Canal side scheme for eight dwellings maximising privacy and outdoor space in a clever folded design by pH+ architects, has been granted planning permission.
Acting on behalf of Old Ford Road LLP, pH+’s design comprises of three houses, three duplexes and two flats for the constrained site of 465 square metres in the Victoria Park Conservation Area in East London.
This contemporary terrace of inner city housing replaces three vacant buildings on a previously overgrown piece of land. The scheme is accessed directly from the street between the Hertford Union Canal and Old Ford Road.
The scale of the scheme: three storeys topped with a habitable roof level, sympathetically responds to both the scale of the Georgian Houses, which it fronts, and the adjacent apartment blocks along the canal. The project’s distinctive gabled profile references the rhythm of neighbouring terraces. Simple, robust forms feature large openings which maximise daylight to the interior living spaces and echo the industrial vernacular of the historic canal area.

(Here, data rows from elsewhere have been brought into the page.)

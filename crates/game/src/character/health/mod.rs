use bevy::prelude::*;
use serde::{Deserialize, Serialize};
use utils::frame::FrameCount;

use crate::character::player::Player;

#[derive(Component, Clone, Debug, Serialize, Deserialize, PartialEq)]
pub struct Health {
    pub current: f32,
    pub max: f32,
}

impl Health {
    pub fn new(max: f32) -> Self {
        Self { current: max, max }
    }

    pub fn is_alive(&self) -> bool {
        self.current > 0.0
    }

    /// Applies `amount` of damage. Returns true only for the hit that takes
    /// the entity from alive to dead; later hits on a dead entity are ignored.
    pub fn take_damage(&mut self, amount: f32) -> bool {
        if !self.is_alive() || amount <= 0.0 {
            return false;
        }
        self.current = (self.current - amount).max(0.0);
        !self.is_alive()
    }
}

/// Marker left on an entity after its death. The entity stays in the world,
/// hidden, until the corpse is cleaned up.
#[derive(Component, Clone, Copy, Debug)]
pub struct Dead {
    pub at_frame: u32,
}

/// Frames a dead non-player entity lingers before it is despawned.
#[derive(Resource, Clone, Copy, Debug)]
pub struct CorpseLinger {
    pub frames: u32,
}

impl Default for CorpseLinger {
    fn default() -> Self {
        Self { frames: 120 }
    }
}

/// Request from a hit detection source to hurt an entity.
#[derive(Message, Clone, Copy, Debug)]
pub struct DamageRequest {
    pub target: Entity,
    pub amount: f32,
}

/// Single death notification for any entity with `Health`.
#[derive(Message, Clone, Copy, Debug, PartialEq, Eq)]
pub struct EntityDied {
    pub entity: Entity,
}

#[derive(Message, Clone, Copy, Debug)]
pub struct PlayerDied {
    pub entity: Entity,
}

pub fn apply_damage_system(
    mut commands: Commands,
    frame: Res<FrameCount>,
    mut requests: MessageReader<DamageRequest>,
    mut query: Query<(&mut Health, Has<Player>), Without<Dead>>,
    mut died: MessageWriter<EntityDied>,
    mut player_died: MessageWriter<PlayerDied>,
) {
    for request in requests.read() {
        let Ok((mut health, is_player)) = query.get_mut(request.target) else {
            trace!("{} damage ignored target={:?} (missing or dead)", *frame, request.target);
            continue;
        };

        if !health.take_damage(request.amount) {
            continue;
        }

        info!("{} entity_died entity={:?} player={}", *frame, request.target, is_player);

        commands
            .entity(request.target)
            .insert((Dead { at_frame: frame.frame }, Visibility::Hidden));

        died.write(EntityDied { entity: request.target });
        if is_player {
            player_died.write(PlayerDied { entity: request.target });
        }
    }
}

pub fn despawn_corpses_system(
    mut commands: Commands,
    frame: Res<FrameCount>,
    linger: Res<CorpseLinger>,
    query: Query<(Entity, &Dead), Without<Player>>,
) {
    for (entity, dead) in query.iter() {
        if frame.frame >= dead.at_frame.saturating_add(linger.frames) {
            debug!("{} despawn corpse entity={:?}", *frame, entity);
            commands.entity(entity).despawn();
        }
    }
}
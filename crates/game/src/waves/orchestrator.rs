//! The wave task.
//!
//! ```text
//! Idle -> InterWaveDelay -> Spawning -> AwaitingClear -> ShopEnter -> AwaitingShopExit
//!              ^                                                          |
//!              +--------------------------- next wave ---------------------+--> Completed
//! ```
//!
//! [`WaveOrchestrator`] is a resumable state machine. It is resumed once per
//! tick and talks to the world only through [`WaveHost`], so the ECS side
//! lives in `systems` and the tests can drive it with a fake host.

use std::collections::VecDeque;

use bevy::prelude::*;
use utils::frame::FrameCount;

use crate::{character::enemy::EnemyKind, shop::ShopEntry};

use super::{
    config::{WaveConfigError, WaveSchedule, WaveTimings},
    state::{HaltReason, WaveAnomaly, WavePhase, WaveProgress, WaveProgressUpdate},
    task::{Poll, Wait},
};

pub trait WaveHost {
    fn frame(&self) -> FrameCount;
    fn spawn_point_count(&self) -> usize;
    /// Enemy type to spawn for a wave entry, `None` when nothing fits.
    fn resolve(&self, requested: Option<&EnemyKind>) -> Option<EnemyKind>;
    /// Spawns one enemy and binds its death to the wave. Returns false when
    /// nothing could be spawned.
    fn spawn_enemy(&mut self, wave_index: usize, kind: &EnemyKind) -> bool;
    fn progress(&mut self) -> &mut WaveProgress;
    fn enter_shop(&mut self) -> ShopEntry;
    /// `None` when there is no shop gate.
    fn shop_occupied(&self) -> Option<bool>;
    fn publish(&mut self, update: WaveProgressUpdate);
    fn report(&mut self, anomaly: WaveAnomaly);
}

#[derive(Resource, Debug, Default)]
pub struct WaveOrchestrator {
    phase: WavePhase,
    wait: Option<Wait>,
    plan: VecDeque<EnemyKind>,
    halted: Option<HaltReason>,
    shop_entered_at: u32,
}

impl WaveOrchestrator {
    pub fn phase(&self) -> WavePhase {
        self.phase
    }

    pub fn halted(&self) -> Option<&HaltReason> {
        self.halted.as_ref()
    }

    pub fn can_start(&self) -> bool {
        self.halted.is_none() && self.phase == WavePhase::Idle
    }

    pub fn is_running(&self) -> bool {
        self.halted.is_none() && !matches!(self.phase, WavePhase::Idle | WavePhase::Completed)
    }

    /// Enemies of the current wave still waiting to be spawned.
    pub fn pending_spawns(&self) -> usize {
        self.plan.len()
    }

    pub fn validate(schedule: &WaveSchedule, host: &impl WaveHost) -> Result<(), WaveConfigError> {
        if host.spawn_point_count() == 0 {
            return Err(WaveConfigError::NoSpawnPoints);
        }
        if schedule.is_empty() {
            return Err(WaveConfigError::NoWaves);
        }
        let any_resolvable = host.resolve(None).is_some()
            || schedule
                .waves
                .iter()
                .flat_map(|wave| wave.entries.iter())
                .any(|entry| host.resolve(entry.enemy.as_ref()).is_some());
        if !any_resolvable {
            return Err(WaveConfigError::NoEnemyTypes);
        }
        Ok(())
    }

    /// Validates the level and schedules the delay before the first wave.
    /// A configuration error halts the task for good.
    pub fn start(
        &mut self,
        schedule: &WaveSchedule,
        timings: &WaveTimings,
        host: &mut impl WaveHost,
    ) -> Result<(), WaveConfigError> {
        if !self.can_start() {
            return Ok(());
        }
        let frame = host.frame();

        if let Err(err) = Self::validate(schedule, &*host) {
            error!("{} wave_task halted, configuration error: {}", frame, err);
            let reason = HaltReason::Misconfigured(err.clone());
            self.halt(reason.clone());
            host.publish(WaveProgressUpdate::Halted { reason });
            return Err(err);
        }

        info!("{} wave_task started waves={}", frame, schedule.len());
        host.progress().reset();
        self.enter_delay(frame, timings, host);
        Ok(())
    }

    /// Runs the task until it has to wait again.
    pub fn resume(&mut self, schedule: &WaveSchedule, timings: &WaveTimings, host: &mut impl WaveHost) {
        loop {
            if !self.is_running() {
                return;
            }
            let frame = host.frame();

            let poll = match self.wait.as_mut() {
                Some(wait) => wait.poll(frame.frame, || host.shop_occupied() != Some(true)),
                None => Poll::Ready,
            };
            match poll {
                Poll::Pending => return,
                Poll::Ready => self.wait = None,
                Poll::TimedOut => {
                    self.wait = None;
                    let wave = host.progress().wave_index;
                    let waited_frames = frame.frame.saturating_sub(self.shop_entered_at);
                    error!(
                        "{} wave_task player still in shop after {} frames, moving on from wave {}",
                        frame,
                        waited_frames,
                        wave + 1
                    );
                    host.report(WaveAnomaly::ShopExitTimeout { wave, waited_frames });
                    self.advance_wave(frame, schedule, timings, host);
                    continue;
                }
            }

            match self.phase {
                WavePhase::InterWaveDelay => self.begin_wave(frame, schedule, host),
                WavePhase::Spawning => self.spawn_next(frame, schedule, host),
                WavePhase::AwaitingClear => self.await_clear(frame, host),
                WavePhase::ShopEnter => self.enter_shop(frame, schedule, timings, host),
                WavePhase::AwaitingShopExit => {
                    if host.shop_occupied().is_none() {
                        let wave = host.progress().wave_index;
                        error!("{} wave_task shop gate vanished while waiting for the player", frame);
                        host.report(WaveAnomaly::MissingShopGate { wave });
                    } else {
                        info!("{} wave_task player left the shop", frame);
                    }
                    self.advance_wave(frame, schedule, timings, host);
                }
                WavePhase::Idle | WavePhase::Completed => return,
            }
        }
    }

    /// Stops the task; it is never resumed again. Returns false when it was
    /// already halted.
    pub fn cancel(&mut self, reason: HaltReason) -> bool {
        if self.halted.is_some() {
            return false;
        }
        self.halt(reason);
        true
    }

    fn halt(&mut self, reason: HaltReason) {
        self.wait = None;
        self.plan.clear();
        self.halted = Some(reason);
    }

    fn enter_delay(&mut self, frame: FrameCount, timings: &WaveTimings, host: &mut impl WaveHost) {
        let number = host.progress().wave_number();
        self.phase = WavePhase::InterWaveDelay;
        self.wait = Some(Wait::frames(frame.frame, timings.wave_delay_frames));

        info!(
            "{} wave_task phase=InterWaveDelay wave={} delay={}",
            frame, number, timings.wave_delay_frames
        );
        host.publish(WaveProgressUpdate::Preparing { number });
    }

    fn begin_wave(&mut self, frame: FrameCount, schedule: &WaveSchedule, host: &mut impl WaveHost) {
        let index = host.progress().wave_index;
        let Some(wave) = schedule.get(index) else {
            self.complete(frame, host);
            return;
        };

        self.plan.clear();
        let mut unresolved = 0;
        for entry in &wave.entries {
            match host.resolve(entry.enemy.as_ref()) {
                Some(kind) => self
                    .plan
                    .extend(std::iter::repeat(kind).take(entry.count as usize)),
                None => {
                    warn!(
                        "{} wave_task wave={} entry {:?} has no enemy type, skipping {}",
                        frame,
                        index + 1,
                        entry.enemy,
                        entry.count
                    );
                    unresolved += entry.count;
                    host.report(WaveAnomaly::UnresolvableEntry {
                        wave: index,
                        requested: entry.enemy.clone(),
                        count: entry.count,
                    });
                }
            }
        }

        let progress = host.progress();
        progress.begin_wave(index, wave.total_count());
        progress.forget(unresolved);
        let remaining = progress.enemies_alive;

        self.phase = WavePhase::Spawning;
        info!(
            "{} wave_task phase=Spawning wave={}/{} enemies={}",
            frame,
            index + 1,
            schedule.len(),
            remaining
        );
        host.publish(WaveProgressUpdate::Wave {
            number: index + 1,
            total: schedule.len(),
            remaining,
        });
    }

    fn spawn_next(&mut self, frame: FrameCount, schedule: &WaveSchedule, host: &mut impl WaveHost) {
        let index = host.progress().wave_index;

        if let Some(kind) = self.plan.pop_front() {
            if !host.spawn_enemy(index, &kind) {
                warn!("{} wave_task failed to spawn {} for wave {}", frame, kind, index + 1);
                host.report(WaveAnomaly::SpawnFailed { wave: index, kind });
                let progress = host.progress();
                progress.forget(1);
                let remaining = progress.enemies_alive;
                host.publish(WaveProgressUpdate::EnemiesRemaining { remaining });
            }
        }

        if self.plan.is_empty() {
            info!("{} wave_task phase=AwaitingClear wave={}", frame, index + 1);
            self.phase = WavePhase::AwaitingClear;
        } else {
            let interval = schedule.get(index).map_or(0, |wave| wave.spawn_interval_frames);
            self.wait = Some(Wait::frames(frame.frame, interval));
        }
    }

    fn await_clear(&mut self, frame: FrameCount, host: &mut impl WaveHost) {
        if host.progress().enemies_alive > 0 {
            self.wait = Some(Wait::next_tick(frame.frame));
            return;
        }
        info!("{} wave_task phase=ShopEnter wave={} cleared", frame, host.progress().wave_number());
        self.phase = WavePhase::ShopEnter;
    }

    fn enter_shop(
        &mut self,
        frame: FrameCount,
        schedule: &WaveSchedule,
        timings: &WaveTimings,
        host: &mut impl WaveHost,
    ) {
        let wave = host.progress().wave_index;
        match host.enter_shop() {
            ShopEntry::Entered | ShopEntry::AlreadyInside => {
                info!("{} wave_task phase=AwaitingShopExit wave={}", frame, wave + 1);
                self.phase = WavePhase::AwaitingShopExit;
                self.shop_entered_at = frame.frame;
                self.wait = Some(Wait::until(
                    frame.frame,
                    timings.shop_poll_interval_frames,
                    timings.shop_exit_timeout_frames,
                ));
            }
            ShopEntry::NoGate => {
                error!("{} wave_task no shop gate, skipping the shop after wave {}", frame, wave + 1);
                host.report(WaveAnomaly::MissingShopGate { wave });
                self.advance_wave(frame, schedule, timings, host);
            }
            ShopEntry::NoPlayer => {
                error!("{} wave_task no player to send to the shop after wave {}", frame, wave + 1);
                host.report(WaveAnomaly::MissingPlayer { wave });
                self.advance_wave(frame, schedule, timings, host);
            }
        }
    }

    fn advance_wave(
        &mut self,
        frame: FrameCount,
        schedule: &WaveSchedule,
        timings: &WaveTimings,
        host: &mut impl WaveHost,
    ) {
        let next = host.progress().wave_index + 1;
        if next >= schedule.len() {
            self.complete(frame, host);
            return;
        }
        host.progress().wave_index = next;
        self.enter_delay(frame, timings, host);
    }

    fn complete(&mut self, frame: FrameCount, host: &mut impl WaveHost) {
        self.phase = WavePhase::Completed;
        self.wait = None;
        self.plan.clear();
        info!(
            "{} wave_task phase=Completed killed={}",
            frame,
            host.progress().total_killed
        );
        host.publish(WaveProgressUpdate::Completed);
    }
}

The folding façade creates intersticial balcony spaces whilst opening up and framing views along the waterway and across to the park beyond. Ground floor terraces are generously planted to create porous edges encouraging the bio diversity of the canal’s green corridor to thrive. These are supplemented by rooftop gardens cut into the serrated profile to create sheltered outside space whilst maintaining the sculptural quality of the overall form.
Stock bricks are mixed with a reddish-purple variant in the scheme’s façades, stitching together the brick tones and materiality of both the recently developed area and the industrial past of its canal side warehouses. The use of different bonding techniques to define upper and lower storeys adds scale and texture to the facades.
“Our bold but sympathetic design on such a prominent site along the canal aims to positively contribute to the surrounding community and respond to its unique context. As with our 2014 scheme at Orsman Road we seek to encourage biodiversity by enhancing the green corridor of the water’s edge.” Andy Puncher, pH+.
This sustainable development of homes provides high-quality, low energy living in an inner city area and follows on from previous pH+ schemes, such as that at Acton in West London granted planning permission in March 2016, which reutilise and revalue underused and undeveloped plots of land adjacent to infrastructure. As such, in line with the London Plan 2015, the architects deliver housing in the inner city to help sustain and enhance economic and demographic growth, as well as at local community level, improving the neighbourhood and enhancing the public realm.